Pursuant to the Articles of Incorporation, as amended, and the Bylaws of the
Company, the Company is authorized to indemnify its directors, officers and
other agents to the full extent permitted by law and has indemnified its
directors for monetary damages to the full extent permitted by law.

ITEM 16.  EXHIBITS.

          5.1    Opinion of Swanson & Meepos*

         23.1    Consent of Ernst & Young (to be filed by amendment)

         23.2    Consent of Swanson & Meepos (included in opinion filed as
                 Exhibit 5.1).*

         24.1    Power of attorney (included on page II-3 of the original
                 Registration Statement).
____________

*  Previously filed.

ITEM 17.  UNDERTAKINGS.

         The Registrant hereby undertakes:

                 (a) To file, during any period in which it offers or sells
securities, a post-effective amendment to this registration statement (i) to
include any prospectus required by Section 10(a)(3) of the Securities Act of
1933 (the "Act"); (ii) to reflect in the prospectus any facts or events which,
individually or together, represent a fundamental change in the information in
the registration statement; and (iii) to include any additional or changed
material information on the plan of distribution; provided, however, that (i)
and (ii) do not apply if the information required in a post-effective amendment
is incorporated by reference from periodic reports filed by the Registrant
under the Securities Exchange Act of 1934.




<PAGE>   14
                 (b) That for determining liability under the Act, each
post-effective amendment will be treated as a new registration statement of the
securities offered, and the offering of the securities at that time shall be
deemed to be the initial bona fide offering.

                 (c) To file a post-effective amendment to remove from
registration any of the securities that remain unsold at the end of the
offering.

                 (d) That insofar as indemnification for liabilities arising
under the Act may be permitted to directors, officers and controlling persons
of the Registrant pursuant to the foregoing provisions, or otherwise, the
Registrant has been advised that in the opinion of the Securities and Exchange
Commission such indemnification is against public policy as expressed in the
Act and is, therefore, unenforceable.  In the event that a claim for
indemnification against such liabilities (other than the payment by Registrant
of expenses incurred or paid by a director, officer or controlling persons of
the Registrant in the successful defense of any action, suit or proceeding) is
asserted by such director, officer or controlling persons in connection with
the securities being registered, the Registrant will, unless in the opinion of
its counsel the matter has been settled by controlling precedent, submit to a
court of appropriate jurisdiction the question whether such indemnification by
it is against public policy as expressed in the Act and will be governed by the
final adjudication of such issue.

                 (e) That for determining any liability under the Act, the
Registrant will treat the information omitted from the form of prospectus filed
as part of this registration statement in reliance upon Rule 430A and contained
in a form of prospectus filed by the Registrant under Rule 424(b)(1) or (4) or
497(h) under the Act as part of this registration statement as of the time the
Securities ad Exchange Commission declared it effective.

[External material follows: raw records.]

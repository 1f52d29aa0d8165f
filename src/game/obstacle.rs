//! The box that drifts left across the screen and wraps back around.

use super::geometry::{pixel_center, Rect};
use crate::constants::{BOX_HEIGHT, BOX_RESPAWN_X, BOX_SPEED, BOX_START, BOX_WIDTH, BOX_WRAP_X};

#[derive(Debug, Clone, PartialEq)]
pub struct Obstacle {
    /// Center x in world units.
    pub x: f64,
    /// Center y in world units.
    pub y: f64,
}

impl Default for Obstacle {
    fn default() -> Self {
        Self::new()
    }
}

impl Obstacle {
    pub fn new() -> Self {
        let (x, y) = BOX_START;
        Self { x, y }
    }

    /// Move one frame to the left. Returns true when the box passed the left
    /// threshold and was moved back off the right edge (a scoring event).
    pub fn advance(&mut self) -> bool {
        self.x -= BOX_SPEED;
        if self.x < BOX_WRAP_X {
            self.x = BOX_RESPAWN_X;
            return true;
        }
        false
    }

    pub fn center(&self) -> (i32, i32) {
        pixel_center(self.x, self.y)
    }

    pub fn rect(&self) -> Rect {
        let (cx, cy) = self.center();
        Rect::from_center(cx, cy, BOX_WIDTH, BOX_HEIGHT)
    }
}
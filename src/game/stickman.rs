//! The player character: walk drift, jump arc, and walk-cycle animation.

use super::animation::{Pose, RunAnimation};
use super::geometry::{pixel_center, Rect};
use crate::constants::{
    FLOOR_Y, GRAVITY, JUMP_POWER, STICKMAN_HEIGHT, STICKMAN_MAX_X, STICKMAN_START,
    STICKMAN_WIDTH, WALK_SPEED,
};

#[derive(Debug, Clone, PartialEq)]
pub struct Stickman {
    /// Center x in world units.
    pub x: f64,
    /// Center y in world units. `FLOOR_Y` = standing, smaller = higher.
    pub y: f64,
    /// Vertical speed in units/frame, positive = upward.
    pub y_velocity: f64,
    pub is_jumping: bool,
    pub animation: RunAnimation,
}

impl Default for Stickman {
    fn default() -> Self {
        Self::new()
    }
}

impl Stickman {
    /// A stickman standing at the start position.
    pub fn new() -> Self {
        let (x, y) = STICKMAN_START;
        Self {
            x,
            y,
            y_velocity: 0.0,
            is_jumping: false,
            animation: RunAnimation::new(),
        }
    }

    /// Launch a jump. Returns false (and changes nothing) if already airborne.
    pub fn start_jump(&mut self) -> bool {
        if self.is_jumping {
            return false;
        }
        self.is_jumping = true;
        self.y_velocity = JUMP_POWER;
        true
    }

    /// One frame of motion. `dt` (seconds) only drives the walk cycle;
    /// movement is per frame.
    pub fn advance(&mut self, dt: f64) {
        self.x = (self.x + WALK_SPEED).min(STICKMAN_MAX_X);

        if self.is_jumping {
            self.y_velocity -= GRAVITY;
            self.y -= self.y_velocity;

            if self.y >= FLOOR_Y {
                self.y = FLOOR_Y;
                self.is_jumping = false;
                self.y_velocity = 0.0;
                self.animation.reset();
            }
        } else {
            self.animation.advance(dt);
        }
    }

    pub fn pose(&self) -> Pose {
        if self.is_jumping {
            Pose::Jumping
        } else {
            Pose::Running(self.animation.frame)
        }
    }

    /// Integer pixel center used for drawing and hit testing.
    pub fn center(&self) -> (i32, i32) {
        pixel_center(self.x, self.y)
    }

    pub fn rect(&self) -> Rect {
        let (cx, cy) = self.center();
        Rect::from_center(cx, cy, STICKMAN_WIDTH, STICKMAN_HEIGHT)
    }
}
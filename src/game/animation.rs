//! Time-driven frame cycling for sprites.

use crate::constants::{RUN_FRAME_COUNT, RUN_FRAME_SECONDS};

/// Walk-cycle state: which run frame is showing and how long it has shown.
#[derive(Debug, Clone, PartialEq)]
pub struct RunAnimation {
    pub frame: usize,
    /// Seconds accumulated on the current frame.
    pub timer: f64,
}

impl Default for RunAnimation {
    fn default() -> Self {
        Self::new()
    }
}

impl RunAnimation {
    pub fn new() -> Self {
        Self {
            frame: 0,
            timer: 0.0,
        }
    }

    /// Accumulate `dt` seconds. Once a frame has been shown for
    /// `RUN_FRAME_SECONDS` it steps to the next one, wrapping around.
    pub fn advance(&mut self, dt: f64) {
        self.timer += dt;
        if self.timer >= RUN_FRAME_SECONDS {
            self.timer = 0.0;
            self.frame = (self.frame + 1) % RUN_FRAME_COUNT;
        }
    }

    pub fn reset(&mut self) {
        self.frame = 0;
        self.timer = 0.0;
    }
}

/// Which sprite the stickman shows this frame.
#[derive(Debug, Clone, Copy, PartialEq, Eq)]
pub enum Pose {
    Running(usize),
    Jumping,
}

                 (f) That for determining any liability under the Act, each
post-effective amendment that contains a form of prospectus will be treated as
a new registration statement for the securities offered in the registration
statement, and that offering of the securities at that time will be treated as
the initial bona fide offering of those securities.




<PAGE>   15
                                   SIGNATURES

         Pursuant to the requirements of the Securities Act of 1933, the
Registrant certifies that it has reasonable grounds to believe that it meets
all of the requirements for filing on Form S-3 and has duly caused this
Post-Effective Amendment No. 1 to Registration Statement No. 33-64310 to be
signed on its behalf by the undersigned, thereunto duly authorized, in the city
of Irvine, state of California, on this 29th day of February, 1996.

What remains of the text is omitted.